It’s 2015 and the first surgery of the year has been scheduled. February 18th. This year it’s my turn to have surgery over the February break. It seems each year one of us takes a turn.
So while my friends are returning to school tomorrow, counting the days to the February week, I am not quite as excited.
It’s only a vein. A large, painful, varicose vein to be stripped out of my right leg. Large enough that it requires an operating room. But it’s far from the first. My veins are crap. This is almost certainly connected to the PTEN mutation that caused our Cowden’s Syndrome. My veins seem to be a generation less severe than my girl’s AVM.
I had the first one stripped in my early 20s. Before I knew of Cowden’s. Before there was Meghan. The next 2 were done in the years that led into my early 30s. Then 4 years ago I had 5 done through an in office procedure at NYU. There they were just “closed” and not removed.
Maybe they are sped along by a life that requires so many hours on my feet. Maybe genetics have sealed their fate already. Not a single doctor I have seen has ever claimed to know for sure. And that’s better. I hate when they guess.
I sometimes wonder when I will run out. I wonder how many they can close off or take out before…
They just keep telling me the ones they are taking out are already broken. Backflowing. Not doing their job anyway.
Doesn’t keep me from wondering why they keep breaking. At 41 I do wonder how this bodes for the future. But, it’s one of the things I have consciously chosen not to research too much. Because I can’t control it.
I have tried compression stockings, and I wear them when the pain and pulsing gets really bad. But, I hate them. And a religious stint of wearing them a few years back saved me nothing, and caused me to be very angry. All the time.

So for now, it’s the last thing I feel before I close my eyes at night. It is the first thing I feel when I open them in the morning. It is the reason I often keep moving, because the resting makes me more aware of them.
The pain, the pulsing, the aching is maddening. But it certainly reminds you you’re alive. And, as cliché as it sounds – it reminds you that it could be worse. Much worse.

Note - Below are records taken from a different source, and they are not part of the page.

//! Per-month and per-year rollups of selected trades, plus the flat export table.
//!
//! Monthly and yearly totals are rounded after every addition, so they can
//! drift from a single rounding of the full sum. Export rows are rounded once
//! per date from a fresh accumulator.

use std::fmt;

use indexmap::IndexMap;

use crate::{
    aggregate::DateBucket,
    detectors::helpers::{add_round2, round2},
    series::{SignalDate, MONTH_LABELS},
    BacktestError, Result, SelectedTrade,
};

/// Header of the two-column export table.
pub const EXPORT_HEADER: &str = "date,percentPnL";

// ============================================================
// RESULT SCHEMA
// ============================================================

/// Outcome of one run.
#[derive(Debug, Clone, PartialEq, serde::Serialize, serde::Deserialize)]
#[serde(rename_all = "camelCase")]
pub struct RollupResult {
    /// Sum of monthly totals
    pub yearly_percent: f64,
    /// Month label ("Jan".."Dec") to total, chronological
    pub monthly_percent: IndexMap<String, f64>,
    /// Selected trades per signal date, chronological
    pub trades: DateBucket,
    #[serde(default)]
    pub stats: RollupStats,
}

/// Summary figures over the selected trades.
#[derive(Debug, Clone, Default, PartialEq, serde::Serialize, serde::Deserialize)]
#[serde(rename_all = "camelCase")]
pub struct RollupStats {
    pub trade_count: usize,
    pub winning_trades: usize,
    /// Percent of trades with positive pnl
    pub win_rate: f64,
    pub trading_days: usize,
    #[serde(default, skip_serializing_if = "Option::is_none")]
    pub best_day: Option<ExportRow>,
    #[serde(default, skip_serializing_if = "Option::is_none")]
    pub worst_day: Option<ExportRow>,
}

impl RollupResult {
    /// Check the result is fit to hand to a persistence layer.
    pub fn validate(&self) -> Result<()> {
        if !self.yearly_percent.is_finite() {
            return Err(BacktestError::InvalidRollup("yearly total is not finite".into()));
        }
        for (label, value) in &self.monthly_percent {
            if !MONTH_LABELS.contains(&label.as_str()) {
                return Err(BacktestError::InvalidRollup(format!("unknown month {label}")));
            }
            if !value.is_finite() {
                return Err(BacktestError::InvalidRollup(format!("{label} total is not finite")));
            }
        }
        for (date, trades) in &self.trades {
            if let Some(t) = trades.iter().find(|t| t.date != *date) {
                return Err(BacktestError::InvalidRollup(format!(
                    "{} trade dated {} filed under {date}",
                    t.symbol, t.date
                )));
            }
            if trades
                .iter()
                .any(|t| !t.pnl_percent.is_finite() || !t.change_percent.is_finite())
            {
                return Err(BacktestError::InvalidRollup(format!("non-finite trade on {date}")));
            }
        }
        Ok(())
    }
}

// ============================================================
// EXPORT ROWS
// ============================================================

/// One line of the export table: a date and its summed pnl.
#[derive(Debug, Clone, Copy, PartialEq, serde::Serialize, serde::Deserialize)]
#[serde(rename_all = "camelCase")]
pub struct ExportRow {
    pub date: SignalDate,
    #[serde(rename = "percentPnL")]
    pub pnl_percent: f64,
}

impl fmt::Display for ExportRow {
    fn fmt(&self, f: &mut fmt::Formatter<'_>) -> fmt::Result {
        write!(f, "{},{}", self.date, self.pnl_percent)
    }
}

/// Rows for every date with at least one selected trade, chronological.
pub fn export_rows(selected: &DateBucket) -> Vec<ExportRow> {
    selected
        .iter()
        .filter(|(_, trades)| !trades.is_empty())
        .map(|(date, trades)| ExportRow {
            date: *date,
            pnl_percent: round2(trades.iter().fold(0.0, |acc, t| acc + t.pnl_percent)),
        })
        .collect()
}

/// Render rows as `date,percentPnL` text with a header line.
pub fn export_csv(rows: &[ExportRow]) -> String {
    let mut out = String::with_capacity(EXPORT_HEADER.len() + 1 + rows.len() * 20);
    out.push_str(EXPORT_HEADER);
    out.push('\n');
    for row in rows {
        out.push_str(&row.to_string());
        out.push('\n');
    }
    out
}

// ============================================================
// ROLLUP
// ============================================================

/// Sum of a date's selected trades, unrounded.
fn day_total(trades: &[SelectedTrade]) -> f64 {
    trades.iter().map(|t| t.pnl_percent).sum()
}

/// Roll the selected trades up into monthly and yearly totals.
pub fn rollup(selected: DateBucket) -> RollupResult {
    let mut monthly_percent: IndexMap<String, f64> = IndexMap::new();

    // BTreeMap iteration is chronological
    for (date, trades) in &selected {
        if trades.is_empty() {
            continue;
        }
        let month = monthly_percent
            .entry(date.month_label().to_string())
            .or_insert(0.0);
        *month = add_round2(*month, day_total(trades));
    }

    let yearly_percent = monthly_percent
        .values()
        .fold(0.0, |acc, &month| add_round2(acc, month));

    let stats = stats(&selected);

    RollupResult {
        yearly_percent,
        monthly_percent,
        trades: selected,
        stats,
    }
}

fn stats(selected: &DateBucket) -> RollupStats {
    let trades = selected.values().flatten();
    let trade_count = trades.clone().count();
    let winning_trades = trades.filter(|t| t.pnl_percent > 0.0).count();
    let win_rate = if trade_count == 0 {
        0.0
    } else {
        round2(winning_trades as f64 / trade_count as f64 * 100.0)
    };

    let rows = export_rows(selected);
    // strict comparisons keep the earliest date on ties
    let best_day = rows.iter().copied().reduce(|best, row| {
        if row.pnl_percent > best.pnl_percent {
            row
        } else {
            best
        }
    });
    let worst_day = rows.iter().copied().reduce(|worst, row| {
        if row.pnl_percent < worst.pnl_percent {
            row
        } else {
            worst
        }
    });

    RollupStats {
        trade_count,
        winning_trades,
        win_rate,
        trading_days: rows.len(),
        best_day,
        worst_day,
    }
}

Our vascular issues in this house, (although Meghan’s still terrify me,) have been confined to lower extremities. And I flash to our friends in Australia whose 20-year-old fights vascular malformations in her brain. Over and over and over, with a resilience in mother and daughter I marvel at.
Perspective. It’s all about perspective.
Meghan has 2 appointments coming. One is a follow-up for her vascular surgery in November. The other is with her endocrinologist to try to tease out the continuously unbalanced thyroid hormone levels. I have three in February – before the surgery.
It’ll be a busy winter.
So glad we chose to distract ourselves from ourselves with the “Jeans for Rare Genes” fundraiser. Always good to keep it focused somewhere else.
Good lessons that I teach my daughter. Good lessons I will remind myself repeatedly when I am tempted to rant about another stint in the operating room.
Better me than my girl. And it could always be worse.
Maybe we’ll have a different countdown to the February break. Maybe we will count down until February 15th – the date we hope to raise enough money to make a difference in some lives. The rest of the week… we’ll skip that for now.